Louyse Jerônimo de Morais1; Beatriz Brasileiro de Macedo Silva2; Luís Alfredo Cezar Brito3; Luíza Alcântara Pontes de Lemos4; Matheus Soares Lustosa5; Rafaela Ribeiro D'Azevedo Carneiro6; Renata de Cerqueira Paes Correa Lima7; Tainá Gomes Aragão8; Veriana Márcia da Nóbrega9

DOI: 10.1590/1806-9304202300000259 e20220259

RESUMO

OBJETIVOS: apresentar um caso de Erro Inato da Imunidade (EII) como diagnóstico em potencial de pacientes pediátricos com infecções de repetição.
DESCRIÇÃO: paciente masculino, 13 anos, desde os oito meses de idade apresentou quadros repetidos de diarreias, sinusites, otites, abscessos e infecções do trato urinário; destacando-se a otite, sinusite e diarreia pela maior recorrência. Aos dez anos, quando apresentou mastoidite evoluindo para meningite, foi internado em um hospital terciário, onde foi realizada avaliação imunológica, a qual levou ao diagnóstico de Deficiência Predominantemente de Anticorpos (DPAs), tendo como suspeita a agamaglobulinemia ligada ao cromossomo X (ALX). Foi iniciado tratamento com administração de gamaglobulina endovenosa 400 mg/kg a cada quatro semanas, ocorrendo melhora significativa do quadro.
DISCUSSÃO: normalmente, o diagnóstico da ALX tende a ser feito nos primeiros três anos de vida. Neste relato, entretanto, embora as primeiras manifestações tenham iniciado aos oito meses de idade, ocorreu um atraso de dez anos até o início do tratamento. De fato, o diagnóstico de crianças e adultos com EII pode ser retardado se os profissionais de saúde não conseguirem encontrar a causa das infecções recorrentes. Destaca-se, portanto, a relevância de se considerar tais patologias na vigência de sinais de riscos, pois o diagnóstico precoce é fundamental para tratar e prevenir morbidades.

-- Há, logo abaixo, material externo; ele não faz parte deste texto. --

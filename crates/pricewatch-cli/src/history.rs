use crate::wish::truncate;

/// Print recorded prices, newest first.
///
/// # Errors
///
/// Returns an error if the database query fails.
pub(crate) async fn run_history(
    pool: &sqlx::PgPool,
    item: Option<i64>,
    limit: i64,
) -> anyhow::Result<()> {
    let rows = pricewatch_db::list_price_history(pool, item, limit.max(1)).await?;

    if rows.is_empty() {
        println!(
            "no prices recorded{}; run `scrape` first",
            item.map(|id| format!(" for wish item #{id}"))
                .unwrap_or_default()
        );
        return Ok(());
    }

    println!(
        "{:<18}{:<15}{:>12}  {:<30}URL",
        "CAPTURED", "SITE", "PRICE", "ITEM"
    );
    for row in &rows {
        println!(
            "{:<18}{:<15}{:>12}  {:<30}{}",
            row.captured_at.format("%Y-%m-%d %H:%M"),
            row.site,
            format!("R$ {}", row.price),
            truncate(&row.wish_item_name, 28),
            row.url_offer
        );
    }

    Ok(())
}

Palavras-chave: Doenças da imunodeficiência primária, Imunidade, Infecções

ABSTRACT

OBJECTIVES: present a case of Inborn errors of immunity (IEI) as a potential diagnosis in pediatric patients with recurrent infections.
DESCRIPTION: male patient, 13 years old, since he was eight months old had recurrent diarrhea, sinusitis, otitis, abscesses and urinary tract infections. At the age of ten, he presented mastoiditis progressing to meningitis, he was admitted to a tertiary hospital, where an immunological evaluation was performed, which led to the diagnosis of Predominantly Antibody Deficiency (PAD), with suspected X-linked Agammaglobulinemia (XLA). Treatment was initiated with administration of intravenous gamma globulin 400 mg/kg every four weeks, with a significant improvement of the condition.
DISCUSSION: usually, the diagnosis of XLA tends to be made in the first three years of life. However, in this report, although the first manifestations started at eight months of age, there was a delay of ten years before starting the treatment. In fact, the diagnosis of children and adults with IEI can be delayed if healthcare professionals are unable to find the true cause of recurrent infections. Therefore, the relevance of considering such pathologies in the presence of risk signs is highlighted, as early diagnosis being essential in treating and preventing morbidities.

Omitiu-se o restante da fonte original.